§ Activity:
The answer should reproduce the listing below character for character.
····················
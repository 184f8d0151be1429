//! In-memory storage for tests

use crate::{StorageResult, StorageTrait, WriteBatch};
use podium_core::{Metadata, Qualification, QualificationStatus, StorageError, Team, TeamId};
use std::collections::{BTreeMap, HashSet};
use std::sync::atomic::{AtomicBool, AtomicUsize, Ordering};
use std::sync::{Arc, RwLock, RwLockReadGuard, RwLockWriteGuard};

#[derive(Debug, Default)]
struct Tables {
    teams: BTreeMap<TeamId, Team>,
    qualifications: BTreeMap<TeamId, QualificationStatus>,
    metadata: Metadata,
}

/// In-memory mock storage with failure injection.
///
/// Clones share the same tables, so a test can keep a handle for assertions
/// while the code under test owns another.
#[derive(Debug, Clone, Default)]
pub struct MockStorage {
    tables: Arc<RwLock<Tables>>,
    failing_teams: Arc<RwLock<HashSet<TeamId>>>,
    fail_commits: Arc<AtomicBool>,
    commits: Arc<AtomicUsize>,
}

impl MockStorage {
    /// Create a new mock storage.
    pub fn new() -> Self {
        Self::default()
    }

    /// Mock storage pre-populated with teams.
    pub fn with_teams(teams: impl IntoIterator<Item = Team>) -> Self {
        let storage = Self::new();
        if let Ok(mut tables) = storage.tables.write() {
            for team in teams {
                tables.teams.insert(team.id, team);
            }
        }
        storage
    }

    fn read(&self) -> StorageResult<RwLockReadGuard<'_, Tables>> {
        self.tables.read().map_err(|_| StorageError::LockPoisoned)
    }

    fn write(&self) -> StorageResult<RwLockWriteGuard<'_, Tables>> {
        self.tables.write().map_err(|_| StorageError::LockPoisoned)
    }

    // === Seeding ===

    /// Store a team directly, bypassing sessions.
    pub fn insert_team(&self, team: Team) -> StorageResult<()> {
        self.write()?.teams.insert(team.id, team);
        Ok(())
    }

    /// Store a qualification row directly, bypassing sessions and policies.
    pub fn insert_qualification(
        &self,
        team_id: TeamId,
        status: QualificationStatus,
    ) -> StorageResult<()> {
        self.write()?.qualifications.insert(team_id, status);
        Ok(())
    }

    // === Failure injection ===

    /// Make every read of this team's rows fail with a backend error.
    pub fn fail_reads_for(&self, team_id: TeamId) {
        if let Ok(mut failing) = self.failing_teams.write() {
            failing.insert(team_id);
        }
    }

    /// Make every subsequent [`StorageTrait::apply`] fail (or succeed again).
    pub fn set_fail_commits(&self, fail: bool) {
        self.fail_commits.store(fail, Ordering::SeqCst);
    }

    fn check_readable(&self, team_id: TeamId) -> StorageResult<()> {
        let failing = self
            .failing_teams
            .read()
            .map_err(|_| StorageError::LockPoisoned)?;
        if failing.contains(&team_id) {
            return Err(StorageError::Backend {
                reason: format!("injected read failure for team {}", team_id),
            });
        }
        Ok(())
    }

    // === Inspection ===

    /// Number of successful batch applies.
    pub fn commit_count(&self) -> usize {
        self.commits.load(Ordering::SeqCst)
    }

    pub fn team_count(&self) -> usize {
        self.read().map(|t| t.teams.len()).unwrap_or(0)
    }

    pub fn qualification_count(&self) -> usize {
        self.read().map(|t| t.qualifications.len()).unwrap_or(0)
    }
}

impl StorageTrait for MockStorage {
    fn team_get(&self, id: TeamId) -> StorageResult<Option<Team>> {
        self.check_readable(id)?;
        Ok(self.read()?.teams.get(&id).cloned())
    }

    fn teams(&self) -> StorageResult<Vec<Team>> {
        Ok(self.read()?.teams.values().cloned().collect())
    }

    fn qualification_get(&self, team_id: TeamId) -> StorageResult<Option<QualificationStatus>> {
        self.check_readable(team_id)?;
        Ok(self.read()?.qualifications.get(&team_id).copied())
    }

    fn qualifications(&self) -> StorageResult<Vec<Qualification>> {
        Ok(self
            .read()?
            .qualifications
            .iter()
            .map(|(team_id, status)| Qualification::new(*team_id, *status))
            .collect())
    }

    fn metadata(&self) -> StorageResult<Metadata> {
        Ok(self.read()?.metadata)
    }

    fn apply(&self, batch: &WriteBatch) -> StorageResult<()> {
        if self.fail_commits.load(Ordering::SeqCst) {
            return Err(StorageError::TransactionFailed {
                reason: "injected commit failure".to_string(),
            });
        }

        let mut tables = self.write()?;
        for (id, team) in &batch.teams {
            tables.teams.insert(*id, team.clone());
        }
        for (id, status) in &batch.qualifications {
            tables.qualifications.insert(*id, *status);
        }
        if let Some(metadata) = batch.metadata {
            tables.metadata = metadata;
        }
        self.commits.fetch_add(1, Ordering::SeqCst);
        Ok(())
    }
}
····················
§ Your response:
repository 184f8d0151be1429
//! In-memory storage for tests

use crate::{StorageResult, StorageTrait, WriteBatch};
use podium_core::{Metadata, Qualification, QualificationStatus, StorageError, Team, TeamId};
use std::collections::{BTreeMap, HashSet};
use std::sync::atomic::{AtomicBool, AtomicUsize, Ordering};
use std::sync::{Arc, RwLock, RwLockReadGuard, RwLockWriteGuard};

#[derive(Debug, Default)]
struct Tables {
    teams: BTreeMap<TeamId, Team>,
    qualifications: BTreeMap<TeamId, QualificationStatus>,
    metadata: Metadata,
}

/// In-memory mock storage with failure injection.
///
/// Clones share the same tables, so a test can keep a handle for assertions
/// while the code under test owns another.
#[derive(Debug, Clone, Default)]
pub struct MockStorage {
    tables: Arc<RwLock<Tables>>,
    failing_teams: Arc<RwLock<HashSet<TeamId>>>,
    fail_commits: Arc<AtomicBool>,
    commits: Arc<AtomicUsize>,
}

impl MockStorage {
    /// Create a new mock storage.
    pub fn new() -> Self {
        Self::default()
    }

    /// Mock storage pre-populated with teams.
    pub fn with_teams(teams: impl IntoIterator<Item = Team>) -> Self {
        let storage = Self::new();
        if let Ok(mut tables) = storage.tables.write() {
            for team in teams {
                tables.teams.insert(team.id, team);
            }
        }
        storage
    }

    fn read(&self) -> StorageResult<RwLockReadGuard<'_, Tables>> {
        self.tables.read().map_err(|_| StorageError::LockPoisoned)
    }

    fn write(&self) -> StorageResult<RwLockWriteGuard<'_, Tables>> {
        self.tables.write().map_err(|_| StorageError::LockPoisoned)
    }

    // === Seeding ===

    /// Store a team directly, bypassing sessions.
    pub fn insert_team(&self, team: Team) -> StorageResult<()> {
        self.write()?.teams.insert(team.id, team);
        Ok(())
    }

    /// Store a qualification row directly, bypassing sessions and policies.
    pub fn insert_qualification(
        &self,
        team_id: TeamId,
        status: QualificationStatus,
    ) -> StorageResult<()> {
        self.write()?.qualifications.insert(team_id, status);
        Ok(())
    }

    // === Failure injection ===

    /// Make every read of this team's rows fail with a backend error.
    pub fn fail_reads_for(&self, team_id: TeamId) {
        if let Ok(mut failing) = self.failing_teams.write() {
            failing.insert(team_id);
        }
    }

    /// Make every subsequent [`StorageTrait::apply`] fail (or succeed again).
    pub fn set_fail_commits(&self, fail: bool) {
        self.fail_commits.store(fail, Ordering::SeqCst);
    }

    fn check_readable(&self, team_id: TeamId) -> StorageResult<()> {
        let failing = self
            .failing_teams
            .read()
            .map_err(|_| StorageError::LockPoisoned)?;
        if failing.contains(&team_id) {
            return Err(StorageError::Backend {
                reason: format!("injected read failure for team {}", team_id),
            });
        }
        Ok(())
    }

    // === Inspection ===

    /// Number of successful batch applies.
    pub fn commit_count(&self) -> usize {
        self.commits.load(Ordering::SeqCst)
    }

    pub fn team_count(&self) -> usize {
        self.read().map(|t| t.teams.len()).unwrap_or(0)
    }

    pub fn qualification_count(&self) -> usize {
        self.read().map(|t| t.qualifications.len()).unwrap_or(0)
    }
}

impl StorageTrait for MockStorage {
    fn team_get(&self, id: TeamId) -> StorageResult<Option<Team>> {
        self.check_readable(id)?;
        Ok(self.read()?.teams.get(&id).cloned())
    }

    fn teams(&self) -> StorageResult<Vec<Team>> {
        Ok(self.read()?.teams.values().cloned().collect())
    }

    fn qualification_get(&self, team_id: TeamId) -> StorageResult<Option<QualificationStatus>> {
        self.check_readable(team_id)?;
        Ok(self.read()?.qualifications.get(&team_id).copied())
    }

    fn qualifications(&self) -> StorageResult<Vec<Qualification>> {
        Ok(self
            .read()?
            .qualifications
            .iter()
            .map(|(team_id, status)| Qualification::new(*team_id, *status))
            .collect())
    }

    fn metadata(&self) -> StorageResult<Metadata> {
        Ok(self.read()?.metadata)
    }

    fn apply(&self, batch: &WriteBatch) -> StorageResult<()> {
        if self.fail_commits.load(Ordering::SeqCst) {
            return Err(StorageError::TransactionFailed {
                reason: "injected commit failure".to_string(),
            });
        }

        let mut tables = self.write()?;
        for (id, team) in &batch.teams {
            tables.teams.insert(*id, team.clone());
        }
        for (id, status) in &batch.qualifications {
            tables.qualifications.insert(*id, *status);
        }
        if let Some(metadata) = batch.metadata {
            tables.metadata = metadata;
        }
        self.commits.fetch_add(1, Ordering::SeqCst);
        Ok(())
    }
}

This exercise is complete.